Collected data

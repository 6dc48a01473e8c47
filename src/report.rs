//! Plain-text rendering of the dashboard tables.
//!
//! The column constants double as the serialization contract: each name
//! matches the serde rename on the corresponding row struct, and the
//! tests pin the two together.

use crate::stats::{AlbumYearCount, MonthlyTopAlbum, TOP_ALBUMS_PER_MONTH};

/// Columns of the albums-per-year table, in print order.
pub const ALBUMS_BY_YEAR_COLUMNS: [&str; 2] = ["Year", "Album Count"];

/// Columns of the monthly top-albums table, in print order.
pub const TOP_ALBUMS_COLUMNS: [&str; 5] = ["Month", "Rank", "Artist", "Album", "Total Plays"];

const EMPTY_TABLE: &str = "(no data)";

/// Renders the distinct-albums-per-year table.
pub fn render_albums_by_year(rows: &[AlbumYearCount]) -> String {
    let mut lines = vec!["Total Album Releases by Year".to_string()];

    if rows.is_empty() {
        lines.push(EMPTY_TABLE.to_string());
        return lines.join("\n");
    }

    let header = format!(
        "{:>4} | {:>11}",
        ALBUMS_BY_YEAR_COLUMNS[0], ALBUMS_BY_YEAR_COLUMNS[1]
    );
    let rule = "-".repeat(header.len());
    lines.push(header);
    lines.push(rule);
    for row in rows {
        lines.push(format!("{:>4} | {:>11}", row.year, row.album_count));
    }

    lines.join("\n")
}

/// Renders the monthly top-albums table for the given year.
///
/// Rows must already be in month-then-rank order, as produced by
/// [`top_albums_current_year`]. A rule line is inserted before each
/// month's rank-1 row after the first, separating the month groups.
///
/// [`top_albums_current_year`]: crate::stats::top_albums_current_year
pub fn render_top_albums(reference_year: i32, rows: &[MonthlyTopAlbum]) -> String {
    let mut lines = vec![format!(
        "Top {} Albums of {} (by Total Plays)",
        TOP_ALBUMS_PER_MONTH, reference_year
    )];

    if rows.is_empty() {
        lines.push(EMPTY_TABLE.to_string());
        return lines.join("\n");
    }

    let month_width = column_width(TOP_ALBUMS_COLUMNS[0], rows.iter().map(|r| r.month.name()));
    let artist_width = column_width(TOP_ALBUMS_COLUMNS[2], rows.iter().map(|r| r.artist.as_str()));
    let album_width = column_width(TOP_ALBUMS_COLUMNS[3], rows.iter().map(|r| r.album.as_str()));

    let header = format!(
        "{:<month_width$} | {:>4} | {:<artist_width$} | {:<album_width$} | {:>11}",
        TOP_ALBUMS_COLUMNS[0],
        TOP_ALBUMS_COLUMNS[1],
        TOP_ALBUMS_COLUMNS[2],
        TOP_ALBUMS_COLUMNS[3],
        TOP_ALBUMS_COLUMNS[4],
    );
    let rule = "-".repeat(header.len());
    lines.push(header);
    lines.push(rule.clone());

    for (index, row) in rows.iter().enumerate() {
        if row.rank == 1 && index > 0 {
            lines.push(rule.clone());
        }
        lines.push(format!(
            "{:<month_width$} | {:>4} | {:<artist_width$} | {:<album_width$} | {:>11}",
            row.month.name(),
            row.rank,
            row.artist,
            row.album,
            row.total_plays,
        ));
    }

    lines.join("\n")
}

/// Width of a column: the widest value, but never narrower than the header.
fn column_width<'a>(header: &str, values: impl Iterator<Item = &'a str>) -> usize {
    values.map(str::len).fold(header.len(), usize::max)
}

#[cfg(test)]
mod tests {
    use super::*;
    use crate::model::Month;

    fn year_row(year: i32, album_count: usize) -> AlbumYearCount {
        AlbumYearCount { year, album_count }
    }

    fn month_row(month: Month, rank: u32, artist: &str, album: &str, plays: u64) -> MonthlyTopAlbum {
        MonthlyTopAlbum {
            month,
            rank,
            artist: artist.to_string(),
            album: album.to_string(),
            total_plays: plays,
        }
    }

    #[test]
    fn test_yearly_columns_match_serialized_names() {
        let value = serde_json::to_value(year_row(2024, 3)).unwrap();
        let object = value.as_object().unwrap();
        assert_eq!(object.len(), ALBUMS_BY_YEAR_COLUMNS.len());
        for column in ALBUMS_BY_YEAR_COLUMNS {
            assert!(object.contains_key(column), "missing column {column}");
        }
    }

    #[test]
    fn test_monthly_columns_match_serialized_names() {
        let value = serde_json::to_value(month_row(Month::March, 1, "A", "X", 15)).unwrap();
        let object = value.as_object().unwrap();
        assert_eq!(object.len(), TOP_ALBUMS_COLUMNS.len());
        for column in TOP_ALBUMS_COLUMNS {
            assert!(object.contains_key(column), "missing column {column}");
        }
        assert_eq!(object["Month"], "March");
    }

    #[test]
    fn test_yearly_table_lists_rows_in_given_order() {
        let text = render_albums_by_year(&[year_row(2023, 2), year_row(2024, 1)]);
        let lines: Vec<&str> = text.lines().collect();
        assert_eq!(lines[0], "Total Album Releases by Year");
        assert!(lines[1].contains("Year"));
        assert!(lines[1].contains("Album Count"));
        assert!(lines[2].starts_with('-'));
        assert!(lines[3].starts_with("2023"));
        assert!(lines[4].starts_with("2024"));
    }

    #[test]
    fn test_monthly_table_rules_off_each_month_group() {
        let rows = vec![
            month_row(Month::March, 1, "A", "X", 15),
            month_row(Month::March, 2, "B", "Y", 9),
            month_row(Month::July, 1, "C", "Z", 4),
        ];
        let text = render_top_albums(2024, &rows);
        let rules = text.lines().filter(|line| line.starts_with('-')).count();
        // One under the header, one before July's first row.
        assert_eq!(rules, 2);

        let lines: Vec<&str> = text.lines().collect();
        let july = lines.iter().position(|l| l.starts_with("July")).unwrap();
        assert!(lines[july - 1].starts_with('-'));
    }

    #[test]
    fn test_monthly_table_title_names_the_year() {
        let rows = vec![month_row(Month::May, 1, "A", "X", 1)];
        let text = render_top_albums(2026, &rows);
        assert!(text.starts_with("Top 5 Albums of 2026 (by Total Plays)"));
    }

    #[test]
    fn test_empty_tables_render_placeholder() {
        assert!(render_albums_by_year(&[]).contains(EMPTY_TABLE));
        assert!(render_top_albums(2024, &[]).contains(EMPTY_TABLE));
    }

    #[test]
    fn test_columns_are_aligned() {
        let rows = vec![
            month_row(Month::September, 1, "Long Artist Name", "X", 120),
            month_row(Month::September, 2, "B", "Long Album Title", 9),
        ];
        let text = render_top_albums(2024, &rows);
        let positions: Vec<usize> = text
            .lines()
            .filter(|line| line.contains(" | "))
            .map(|line| line.find(" | ").unwrap())
            .collect();
        assert!(positions.len() >= 3);
        assert!(positions.windows(2).all(|pair| pair[0] == pair[1]));
    }
}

EXERCISE DIRECTIONS - A complete and exact repetition of the entries is required.

RESPONSE TO THE TASK -
repository 6dc48a01473e8c47
filename src/report.rs
//! Plain-text rendering of the dashboard tables.
//!
//! The column constants double as the serialization contract: each name
//! matches the serde rename on the corresponding row struct, and the
//! tests pin the two together.

use crate::stats::{AlbumYearCount, MonthlyTopAlbum, TOP_ALBUMS_PER_MONTH};

/// Columns of the albums-per-year table, in print order.
pub const ALBUMS_BY_YEAR_COLUMNS: [&str; 2] = ["Year", "Album Count"];

/// Columns of the monthly top-albums table, in print order.
pub const TOP_ALBUMS_COLUMNS: [&str; 5] = ["Month", "Rank", "Artist", "Album", "Total Plays"];

const EMPTY_TABLE: &str = "(no data)";

/// Renders the distinct-albums-per-year table.
pub fn render_albums_by_year(rows: &[AlbumYearCount]) -> String {
    let mut lines = vec!["Total Album Releases by Year".to_string()];

    if rows.is_empty() {
        lines.push(EMPTY_TABLE.to_string());
        return lines.join("\n");
    }

    let header = format!(
        "{:>4} | {:>11}",
        ALBUMS_BY_YEAR_COLUMNS[0], ALBUMS_BY_YEAR_COLUMNS[1]
    );
    let rule = "-".repeat(header.len());
    lines.push(header);
    lines.push(rule);
    for row in rows {
        lines.push(format!("{:>4} | {:>11}", row.year, row.album_count));
    }

    lines.join("\n")
}

/// Renders the monthly top-albums table for the given year.
///
/// Rows must already be in month-then-rank order, as produced by
/// [`top_albums_current_year`]. A rule line is inserted before each
/// month's rank-1 row after the first, separating the month groups.
///
/// [`top_albums_current_year`]: crate::stats::top_albums_current_year
pub fn render_top_albums(reference_year: i32, rows: &[MonthlyTopAlbum]) -> String {
    let mut lines = vec![format!(
        "Top {} Albums of {} (by Total Plays)",
        TOP_ALBUMS_PER_MONTH, reference_year
    )];

    if rows.is_empty() {
        lines.push(EMPTY_TABLE.to_string());
        return lines.join("\n");
    }

    let month_width = column_width(TOP_ALBUMS_COLUMNS[0], rows.iter().map(|r| r.month.name()));
    let artist_width = column_width(TOP_ALBUMS_COLUMNS[2], rows.iter().map(|r| r.artist.as_str()));
    let album_width = column_width(TOP_ALBUMS_COLUMNS[3], rows.iter().map(|r| r.album.as_str()));

    let header = format!(
        "{:<month_width$} | {:>4} | {:<artist_width$} | {:<album_width$} | {:>11}",
        TOP_ALBUMS_COLUMNS[0],
        TOP_ALBUMS_COLUMNS[1],
        TOP_ALBUMS_COLUMNS[2],
        TOP_ALBUMS_COLUMNS[3],
        TOP_ALBUMS_COLUMNS[4],
    );
    let rule = "-".repeat(header.len());
    lines.push(header);
    lines.push(rule.clone());

    for (index, row) in rows.iter().enumerate() {
        if row.rank == 1 && index > 0 {
            lines.push(rule.clone());
        }
        lines.push(format!(
            "{:<month_width$} | {:>4} | {:<artist_width$} | {:<album_width$} | {:>11}",
            row.month.name(),
            row.rank,
            row.artist,
            row.album,
            row.total_plays,
        ));
    }

    lines.join("\n")
}

/// Width of a column: the widest value, but never narrower than the header.
fn column_width<'a>(header: &str, values: impl Iterator<Item = &'a str>) -> usize {
    values.map(str::len).fold(header.len(), usize::max)
}

#[cfg(test)]
mod tests {
    use super::*;
    use crate::model::Month;

    fn year_row(year: i32, album_count: usize) -> AlbumYearCount {
        AlbumYearCount { year, album_count }
    }

    fn month_row(month: Month, rank: u32, artist: &str, album: &str, plays: u64) -> MonthlyTopAlbum {
        MonthlyTopAlbum {
            month,
            rank,
            artist: artist.to_string(),
            album: album.to_string(),
            total_plays: plays,
        }
    }

    #[test]
    fn test_yearly_columns_match_serialized_names() {
        let value = serde_json::to_value(year_row(2024, 3)).unwrap();
        let object = value.as_object().unwrap();
        assert_eq!(object.len(), ALBUMS_BY_YEAR_COLUMNS.len());
        for column in ALBUMS_BY_YEAR_COLUMNS {
            assert!(object.contains_key(column), "missing column {column}");
        }
    }

    #[test]
    fn test_monthly_columns_match_serialized_names() {
        let value = serde_json::to_value(month_row(Month::March, 1, "A", "X", 15)).unwrap();
        let object = value.as_object().unwrap();
        assert_eq!(object.len(), TOP_ALBUMS_COLUMNS.len());
        for column in TOP_ALBUMS_COLUMNS {
            assert!(object.contains_key(column), "missing column {column}");
        }
        assert_eq!(object["Month"], "March");
    }

    #[test]
    fn test_yearly_table_lists_rows_in_given_order() {
        let text = render_albums_by_year(&[year_row(2023, 2), year_row(2024, 1)]);
        let lines: Vec<&str> = text.lines().collect();
        assert_eq!(lines[0], "Total Album Releases by Year");
        assert!(lines[1].contains("Year"));
        assert!(lines[1].contains("Album Count"));
        assert!(lines[2].starts_with('-'));
        assert!(lines[3].starts_with("2023"));
        assert!(lines[4].starts_with("2024"));
    }

    #[test]
    fn test_monthly_table_rules_off_each_month_group() {
        let rows = vec![
            month_row(Month::March, 1, "A", "X", 15),
            month_row(Month::March, 2, "B", "Y", 9),
            month_row(Month::July, 1, "C", "Z", 4),
        ];
        let text = render_top_albums(2024, &rows);
        let rules = text.lines().filter(|line| line.starts_with('-')).count();
        // One under the header, one before July's first row.
        assert_eq!(rules, 2);

        let lines: Vec<&str> = text.lines().collect();
        let july = lines.iter().position(|l| l.starts_with("July")).unwrap();
        assert!(lines[july - 1].starts_with('-'));
    }

    #[test]
    fn test_monthly_table_title_names_the_year() {
        let rows = vec![month_row(Month::May, 1, "A", "X", 1)];
        let text = render_top_albums(2026, &rows);
        assert!(text.starts_with("Top 5 Albums of 2026 (by Total Plays)"));
    }

    #[test]
    fn test_empty_tables_render_placeholder() {
        assert!(render_albums_by_year(&[]).contains(EMPTY_TABLE));
        assert!(render_top_albums(2024, &[]).contains(EMPTY_TABLE));
    }

    #[test]
    fn test_columns_are_aligned() {
        let rows = vec![
            month_row(Month::September, 1, "Long Artist Name", "X", 120),
            month_row(Month::September, 2, "B", "Long Album Title", 9),
        ];
        let text = render_top_albums(2024, &rows);
        let positions: Vec<usize> = text
            .lines()
            .filter(|line| line.contains(" | "))
            .map(|line| line.find(" | ").unwrap())
            .collect();
        assert!(positions.len() >= 3);
        assert!(positions.windows(2).all(|pair| pair[0] == pair[1]));
    }
}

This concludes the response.